A Deficit of Critical Thinking in the Information Age
The type of misanalysis that is exemplified by Saudi intelligence
analysts is increasingly endemic of intelligence services and the
consultative firms that governments around the world, including in the
United States, are increasingly relying on. In this regard, it is worth
mentioning that this is actually the second time that I found myself
mentioned in a document released by WikiLeaks; the first time was in
2013 when WikiLeaks released a hacked email about the possible whereabouts of Muammar Qaddafi
from the Texas-based intelligence consultation company Strategic
Forecasting (Stratfor). Stratfor was also off. The Texas-based company
mistakenly listed me as an employee of the Associated Press inside Libya
during NATO’s bombing campaign while it was discussing the situation in
the Rixos Al-Nasr and making arguments based on association fallacies.
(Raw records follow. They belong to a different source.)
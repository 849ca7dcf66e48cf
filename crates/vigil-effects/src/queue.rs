//! In-memory message queue handler
//!
//! Queues are created on first send. Received messages stay in flight until
//! deleted with their receipt handle; they are not redelivered.

use async_lock::Mutex;
use async_trait::async_trait;
use std::collections::{HashMap, VecDeque};
use std::sync::Arc;
use uuid::Uuid;
use vigil_core::effects::{QueueEffects, QueueError, ReceivedMessage};

#[derive(Debug, Default)]
struct QueueState {
    pending: VecDeque<(String, String)>,
    in_flight: HashMap<String, String>,
}

/// In-memory message queue handler
#[derive(Debug, Clone, Default)]
pub struct MemoryQueueHandler {
    queues: Arc<Mutex<HashMap<String, QueueState>>>,
}

impl MemoryQueueHandler {
    /// Create a handler with no queues
    pub fn new() -> Self {
        Self::default()
    }

    /// Create an empty queue; a no-op if it already exists
    pub async fn create_queue(&self, queue: &str) {
        self.queues.lock().await.entry(queue.to_string()).or_default();
    }

    /// Number of messages waiting to be received
    pub async fn pending_count(&self, queue: &str) -> usize {
        self.queues
            .lock()
            .await
            .get(queue)
            .map(|state| state.pending.len())
            .unwrap_or(0)
    }
}

#[async_trait]
impl QueueEffects for MemoryQueueHandler {
    async fn send_message(&self, queue: &str, body: &str) -> Result<String, QueueError> {
        let message_id = Uuid::new_v4().to_string();
        let mut queues = self.queues.lock().await;
        queues
            .entry(queue.to_string())
            .or_default()
            .pending
            .push_back((message_id.clone(), body.to_string()));
        Ok(message_id)
    }

    async fn receive_messages(
        &self,
        queue: &str,
        max_messages: usize,
    ) -> Result<Vec<ReceivedMessage>, QueueError> {
        let mut queues = self.queues.lock().await;
        let state = queues
            .get_mut(queue)
            .ok_or_else(|| QueueError::QueueNotFound(queue.to_string()))?;

        let take = max_messages.min(state.pending.len());
        let mut received = Vec::with_capacity(take);
        for (message_id, body) in state.pending.drain(..take) {
            let receipt_handle = Uuid::new_v4().to_string();
            state
                .in_flight
                .insert(receipt_handle.clone(), message_id.clone());
            received.push(ReceivedMessage {
                message_id,
                receipt_handle,
                body,
            });
        }
        Ok(received)
    }

    async fn delete_message(&self, queue: &str, receipt_handle: &str) -> Result<(), QueueError> {
        let mut queues = self.queues.lock().await;
        let state = queues
            .get_mut(queue)
            .ok_or_else(|| QueueError::QueueNotFound(queue.to_string()))?;
        state
            .in_flight
            .remove(receipt_handle)
            .map(|_| ())
            .ok_or_else(|| QueueError::UnknownReceipt(receipt_handle.to_string()))
    }
}

#[cfg(test)]
mod tests {
    use super::*;
    use assert_matches::assert_matches;

    #[tokio::test]
    async fn messages_arrive_in_send_order() {
        let queue = MemoryQueueHandler::new();
        for body in ["one", "two", "three"] {
            queue.send_message("jobs", body).await.unwrap();
        }

        let first = queue.receive_messages("jobs", 2).await.unwrap();
        let bodies: Vec<_> = first.iter().map(|m| m.body.as_str()).collect();
        assert_eq!(bodies, vec!["one", "two"]);
        assert_eq!(queue.pending_count("jobs").await, 1);

        queue
            .delete_message("jobs", &first[0].receipt_handle)
            .await
            .unwrap();
        assert_matches!(
            queue.delete_message("jobs", &first[0].receipt_handle).await,
            Err(QueueError::UnknownReceipt(_))
        );
    }

    #[tokio::test]
    async fn unknown_queue_is_an_error() {
        let queue = MemoryQueueHandler::new();
        assert_matches!(
            queue.receive_messages("absent", 1).await,
            Err(QueueError::QueueNotFound(_))
        );

        queue.create_queue("absent").await;
        assert_eq!(queue.receive_messages("absent", 1).await, Ok(Vec::new()));
    }
}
In regards to the Saudi intelligence memo, it is clear that no real
efforts were made to do proper background checks outside of the
internet. It makes one cynically ask if Saudi Arabia’s intelligence
structure does much more than police the Kingdom’s local population and
if it is the intelligence bodies of the US and other countries,
including Britain and Israel, that are doing most the important
intelligence work for Riyadh.
Looking over the documents released by WikiLeaks it becomes clear
that they confirm what is already known about the House of Saud and that
there is a serious problem of analysis in the organizational structures
of Saudi Arabia. A lack of critical thinking is not a problem that
money and bribery can solve either. With this type of mentality and lack
of analytical thinking about the world, it is of little wonder that
Riyadh got itself in a quagmire in Yemen. There, however, remain
important questions about the motives for the release of the Saudi
cables and about the background of the Yemen Cyber Army.